Jacqueline Kueser, Vice President, CHCA
Jacqueline.kueser@chca.com
CEO Interview Series: Payment Reform and the Data Gap
June 5, 2011
Posted by chcablogadmin in : ACO Update
The following interview with Narendra Kini, M.D, President and CEO, Miami Children’s Hospital, is another in a series of CEO interviews with Jacqueline Kueser, CHCA Vice President, regarding children’s hospitals’ responses to the current and envisioned health care environment. Dr. Kini shares his thoughts on the basket approach to bundled payment, the urgency of implementing EMR across all children’s hospitals, and both independent and united paths to survive in an increasingly consolidated environment. This week’s Executive Dialogue will offer a facilitated discussion and visioning sessions on additional strategies. — JR
Interview with M. Narendra Kini, M.D., MHA, President and CEO, Miami Children’s Hospital
Payment Reform
All hospitals are experiencing an evolution in payment reform in terms of how we manage cost and outcomes. The new payment scheme will be tied to diagnosis related groups (DRGs); the days of fee for service (FFS) are gone. This move toward basket payment for outcomes along with shifts in tort reform will drive significant changes in the provision of care and the investment required going forward.
Health Information Exchange
How will we achieve outcomes across a population? In terms of information exchange, it is a matter of numbers. Only 14 percent of hospitals are digitized. Where is the information that will fuel HIE? We will need a critical mass of at least 50 percent EMR adoption and thus HIE maturity is likely 5-10 years away.

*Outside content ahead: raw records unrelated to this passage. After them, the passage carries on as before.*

use std::{collections::HashMap, sync::Arc};

use bitcoin::Txid;
use ractor::{call, Actor, ActorProcessingErr, ActorRef, RpcReplyPort};
use strum::AsRefStr;
use tokio::task::JoinHandle;
use tracing::{debug, info, warn};

use super::{
    state::sort_by_urgency, HtlcId, HtlcInfo, HtlcMonitorConfig, HtlcMonitorError,
    HtlcMonitorSnapshot, HtlcMonitorState, MonitoredHtlc,
};
use crate::{chain::BlockHeightSource, now_timestamp_as_millis_u64, types::Hash256};

/// Lifecycle updates reported by the channel layer or the sweeper.
#[derive(Debug, Clone, PartialEq, Eq)]
pub enum HtlcStateUpdate {
    Onchain,
    Published(Txid),
    /// Resolution removes the HTLC from the tracked set.
    Resolved,
    Error(String),
}

impl HtlcStateUpdate {
    fn target(&self) -> HtlcMonitorState {
        match self {
            HtlcStateUpdate::Onchain => HtlcMonitorState::Onchain,
            HtlcStateUpdate::Published(_) => HtlcMonitorState::HtlcTxPublished,
            HtlcStateUpdate::Resolved => HtlcMonitorState::Resolved,
            HtlcStateUpdate::Error(_) => HtlcMonitorState::Error,
        }
    }
}

#[derive(AsRefStr)]
pub enum HtlcMonitorMessage {
    AddHtlc(HtlcInfo, RpcReplyPort<Result<MonitoredHtlc, HtlcMonitorError>>),
    RemoveHtlc(HtlcId, RpcReplyPort<Option<MonitoredHtlc>>),
    /// Payment hash and preimage. Replies with the number of tracked HTLCs updated.
    RegisterPreimage(Hash256, Hash256, RpcReplyPort<Result<usize, HtlcMonitorError>>),
    UpdateState(
        HtlcId,
        HtlcStateUpdate,
        RpcReplyPort<Result<(), HtlcMonitorError>>,
    ),
    CheckNow(Option<RpcReplyPort<HtlcMonitorSnapshot>>),
    StartMonitoring(RpcReplyPort<bool>),
    StopMonitoring(RpcReplyPort<bool>),
    GetSnapshot(RpcReplyPort<HtlcMonitorSnapshot>),
}

pub struct HtlcMonitorActor {
    height_source: Arc<dyn BlockHeightSource>,
}

impl HtlcMonitorActor {
    pub fn new(height_source: Arc<dyn BlockHeightSource>) -> Self {
        Self { height_source }
    }
}

pub struct HtlcMonitorActorState {
    config: HtlcMonitorConfig,
    htlcs: HashMap<HtlcId, MonitoredHtlc>,
    /// Verified preimages by payment hash, kept for HTLCs added later.
    preimages: HashMap<Hash256, Hash256>,
    current_height: Option<u64>,
    last_error: Option<String>,
    last_check_at: Option<u64>,
    monitoring_handle: Option<JoinHandle<()>>,
}

impl HtlcMonitorActorState {
    fn new(config: HtlcMonitorConfig) -> Self {
        Self {
            config,
            htlcs: HashMap::new(),
            preimages: HashMap::new(),
            current_height: None,
            last_error: None,
            last_check_at: None,
            monitoring_handle: None,
        }
    }

    fn is_monitoring(&self) -> bool {
        self.monitoring_handle
            .as_ref()
            .is_some_and(|handle| !handle.is_finished())
    }

    fn snapshot(&self) -> HtlcMonitorSnapshot {
        let mut htlcs: Vec<MonitoredHtlc> = self.htlcs.values().cloned().collect();
        sort_by_urgency(&mut htlcs);
        HtlcMonitorSnapshot {
            current_height: self.current_height,
            last_error: self.last_error.clone(),
            last_check_at: self.last_check_at,
            monitoring: self.is_monitoring(),
            htlcs,
        }
    }

    /// Heights only move forward. A stale height from a lagging backend is ignored.
    fn apply_height(&mut self, height: u64) {
        match self.current_height {
            Some(current) if height < current => {
                debug!(
                    "Ignoring chain height {} lower than current height {}",
                    height, current
                );
            }
            _ => self.current_height = Some(height),
        }
    }

    fn recompute(&mut self) {
        let height = self.current_height;
        let margin = self.config.safety_margin_blocks;
        for htlc in self.htlcs.values_mut() {
            let previous = htlc.state;
            htlc.refresh(height, margin);
            if previous != htlc.state {
                warn!(
                    "HTLC {} expired at height {:?} (cltv expiry {})",
                    htlc.id, height, htlc.cltv_expiry
                );
            }
        }
    }

    fn register_preimage(
        &mut self,
        payment_hash: Hash256,
        preimage: Hash256,
    ) -> Result<usize, HtlcMonitorError> {
        if Hash256::sha256(preimage.as_ref()) != payment_hash {
            return Err(HtlcMonitorError::PreimageMismatch(payment_hash));
        }
        self.preimages.insert(payment_hash, preimage);
        let height = self.current_height;
        let margin = self.config.safety_margin_blocks;
        let mut updated = 0;
        for htlc in self
            .htlcs
            .values_mut()
            .filter(|htlc| htlc.payment_hash == payment_hash)
        {
            htlc.preimage = Some(preimage);
            htlc.refresh(height, margin);
            updated += 1;
        }
        debug!(
            "Registered preimage for payment hash {}, {} HTLCs updated",
            payment_hash, updated
        );
        Ok(updated)
    }

    fn update_state(
        &mut self,
        id: HtlcId,
        update: HtlcStateUpdate,
    ) -> Result<(), HtlcMonitorError> {
        let htlc = self
            .htlcs
            .get_mut(&id)
            .ok_or(HtlcMonitorError::HtlcNotFound(id))?;
        let next = update.target();
        if !htlc.state.can_transition_to(next) {
            return Err(HtlcMonitorError::InvalidTransition {
                id,
                from: htlc.state,
                to: next,
            });
        }
        info!("HTLC {} transitions {:?} -> {:?}", id, htlc.state, next);
        htlc.state = next;
        match update {
            HtlcStateUpdate::Published(txid) => htlc.published_txid = Some(txid),
            HtlcStateUpdate::Error(reason) => htlc.error = Some(reason),
            HtlcStateUpdate::Resolved => {
                self.htlcs.remove(&id);
            }
            HtlcStateUpdate::Onchain => {}
        }
        Ok(())
    }
}

impl HtlcMonitorActor {
    async fn check(&self, state: &mut HtlcMonitorActorState) {
        match self.height_source.fetch_block_height().await {
            Ok(height) => {
                state.apply_height(height);
                state.last_error = None;
            }
            Err(err) => {
                warn!("Failed to fetch chain height, keeping stale HTLC data: {}", err);
                state.last_error = Some(err.to_string());
            }
        }
        state.last_check_at = Some(now_timestamp_as_millis_u64());
        state.recompute();
    }

    async fn add_htlc(
        &self,
        state: &mut HtlcMonitorActorState,
        info: HtlcInfo,
    ) -> Result<MonitoredHtlc, HtlcMonitorError> {
        if state.htlcs.contains_key(&info.id) {
            return Err(HtlcMonitorError::DuplicateHtlc(info.id));
        }
        if state.current_height.is_none() {
            self.check(state).await;
        }
        let mut htlc = MonitoredHtlc::new(info);
        htlc.preimage = state.preimages.get(&htlc.payment_hash).copied();
        htlc.refresh(state.current_height, state.config.safety_margin_blocks);
        debug!(
            "Tracking HTLC {} expiring at {} with urgency {:?}",
            htlc.id, htlc.cltv_expiry, htlc.urgency
        );
        state.htlcs.insert(htlc.id, htlc.clone());
        Ok(htlc)
    }
}

#[async_trait::async_trait]
impl Actor for HtlcMonitorActor {
    type Msg = HtlcMonitorMessage;
    type State = HtlcMonitorActorState;
    type Arguments = HtlcMonitorConfig;

    async fn pre_start(
        &self,
        _myself: ActorRef<Self::Msg>,
        config: Self::Arguments,
    ) -> Result<Self::State, ActorProcessingErr> {
        Ok(HtlcMonitorActorState::new(config))
    }

    async fn handle(
        &self,
        myself: ActorRef<Self::Msg>,
        message: Self::Msg,
        state: &mut Self::State,
    ) -> Result<(), ActorProcessingErr> {
        match message {
            HtlcMonitorMessage::AddHtlc(info, reply) => {
                let _ = reply.send(self.add_htlc(state, info).await);
            }
            HtlcMonitorMessage::RemoveHtlc(id, reply) => {
                let _ = reply.send(state.htlcs.remove(&id));
            }
            HtlcMonitorMessage::RegisterPreimage(payment_hash, preimage, reply) => {
                let _ = reply.send(state.register_preimage(payment_hash, preimage));
            }
            HtlcMonitorMessage::UpdateState(id, update, reply) => {
                let _ = reply.send(state.update_state(id, update));
            }
            HtlcMonitorMessage::CheckNow(reply) => {
                self.check(state).await;
                if let Some(reply) = reply {
                    let _ = reply.send(state.snapshot());
                }
            }
            HtlcMonitorMessage::StartMonitoring(reply) => {
                let started = if state.is_monitoring() {
                    false
                } else {
                    let interval = state.config.check_interval();
                    info!("Starting HTLC monitoring every {:?}", interval);
                    state.monitoring_handle = Some(
                        myself.send_interval(interval, || HtlcMonitorMessage::CheckNow(None)),
                    );
                    let _ = myself.send_message(HtlcMonitorMessage::CheckNow(None));
                    true
                };
                let _ = reply.send(started);
            }
            HtlcMonitorMessage::StopMonitoring(reply) => {
                let stopped = match state.monitoring_handle.take() {
                    Some(handle) => {
                        info!("Stopping HTLC monitoring");
                        handle.abort();
                        true
                    }
                    None => false,
                };
                let _ = reply.send(stopped);
            }
            HtlcMonitorMessage::GetSnapshot(reply) => {
                let _ = reply.send(state.snapshot());
            }
        }
        Ok(())
    }

    async fn post_stop(
        &self,
        _myself: ActorRef<Self::Msg>,
        state: &mut Self::State,
    ) -> Result<(), ActorProcessingErr> {
        if let Some(handle) = state.monitoring_handle.take() {
            handle.abort();
        }
        Ok(())
    }
}

/// Cloneable handle to the HTLC monitor actor.
#[derive(Clone)]
pub struct HtlcMonitor {
    actor: ActorRef<HtlcMonitorMessage>,
}

impl HtlcMonitor {
    pub async fn start(
        config: HtlcMonitorConfig,
        height_source: Arc<dyn BlockHeightSource>,
    ) -> crate::Result<Self> {
        let (actor, _handle) =
            Actor::spawn(None, HtlcMonitorActor::new(height_source), config).await?;
        Ok(Self { actor })
    }

    pub async fn add_htlc(&self, info: HtlcInfo) -> Result<MonitoredHtlc, HtlcMonitorError> {
        call!(self.actor, HtlcMonitorMessage::AddHtlc, info)
            .map_err(|_| HtlcMonitorError::MonitorUnavailable)?
    }

    pub async fn remove_htlc(&self, id: HtlcId) -> Result<Option<MonitoredHtlc>, HtlcMonitorError> {
        call!(self.actor, HtlcMonitorMessage::RemoveHtlc, id)
            .map_err(|_| HtlcMonitorError::MonitorUnavailable)
    }

    /// Idempotent, and may be called before the matching HTLC is added.
    pub async fn register_preimage(
        &self,
        payment_hash: Hash256,
        preimage: Hash256,
    ) -> Result<usize, HtlcMonitorError> {
        call!(
            self.actor,
            HtlcMonitorMessage::RegisterPreimage,
            payment_hash,
            preimage
        )
        .map_err(|_| HtlcMonitorError::MonitorUnavailable)?
    }

    async fn update_state(
        &self,
        id: HtlcId,
        update: HtlcStateUpdate,
    ) -> Result<(), HtlcMonitorError> {
        call!(self.actor, HtlcMonitorMessage::UpdateState, id, update)
            .map_err(|_| HtlcMonitorError::MonitorUnavailable)?
    }

    pub async fn mark_onchain(&self, id: HtlcId) -> Result<(), HtlcMonitorError> {
        self.update_state(id, HtlcStateUpdate::Onchain).await
    }

    pub async fn mark_published(&self, id: HtlcId, txid: Txid) -> Result<(), HtlcMonitorError> {
        self.update_state(id, HtlcStateUpdate::Published(txid)).await
    }

    pub async fn mark_resolved(&self, id: HtlcId) -> Result<(), HtlcMonitorError> {
        self.update_state(id, HtlcStateUpdate::Resolved).await
    }

    pub async fn mark_error(&self, id: HtlcId, reason: &str) -> Result<(), HtlcMonitorError> {
        self.update_state(id, HtlcStateUpdate::Error(reason.to_string()))
            .await
    }

    /// Refreshes the chain height and recomputes every tracked HTLC.
    pub async fn check_now(&self) -> Result<HtlcMonitorSnapshot, HtlcMonitorError> {
        call!(self.actor, |reply| HtlcMonitorMessage::CheckNow(Some(reply)))
            .map_err(|_| HtlcMonitorError::MonitorUnavailable)
    }

    /// Returns false if monitoring was already running.
    pub async fn start_monitoring(&self) -> Result<bool, HtlcMonitorError> {
        call!(self.actor, HtlcMonitorMessage::StartMonitoring)
            .map_err(|_| HtlcMonitorError::MonitorUnavailable)
    }

    /// Stops future ticks. A check already running completes. Returns false if monitoring
    /// was not running.
    pub async fn stop_monitoring(&self) -> Result<bool, HtlcMonitorError> {
        call!(self.actor, HtlcMonitorMessage::StopMonitoring)
            .map_err(|_| HtlcMonitorError::MonitorUnavailable)
    }

    pub async fn snapshot(&self) -> Result<HtlcMonitorSnapshot, HtlcMonitorError> {
        call!(self.actor, HtlcMonitorMessage::GetSnapshot)
            .map_err(|_| HtlcMonitorError::MonitorUnavailable)
    }

    pub fn stop(&self) {
        self.actor.stop(None);
    }
}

Managing Population Health
In terms of population health, the trend to an accountable care model across the industry will require children’s hospitals to become centers of excellence and expand into primary care and secondary preventive care. We must have a footprint in prevention to have an impact in an accountable care environment. The challenge is the requirement to be extrinsically networked and digitized in order to intervene at the right time.
Independent and Merged Paths in a Consolidating Environment
Three necessary steps for children’s hospitals to become an independent accountable care model include:
- Create centers of excellence – including an extensive network of digitized information regardless of location;
- Outreach – moving to virtual outreach and telemedicine/ telepresence; and
- Knowledge transfer – providing knowledge to parents to make decisions early, e.g. home monitoring of diabetes patients. We need ways to scale these efforts.
If we don’t move in this direction, children’s hospitals risk being absorbed and we could end up with adult providers taking care of kids. The future consolidated landscape within 5-10 years means children’s hospitals must move quickly to ensure survival.
An alternative model is the creation of zones of pediatric systems for dominance via consolidation/merger. The risks of merging regionally include medical staff reaction, fiscal models of operation, payor mix, level of IT individualization (i.e. Epic, Cerner) and culture. It certainly seems necessary to consider the potential ideal environment for a merged model across children’s hospitals to ensure the best children’s care continues to be available in the Switzerland model.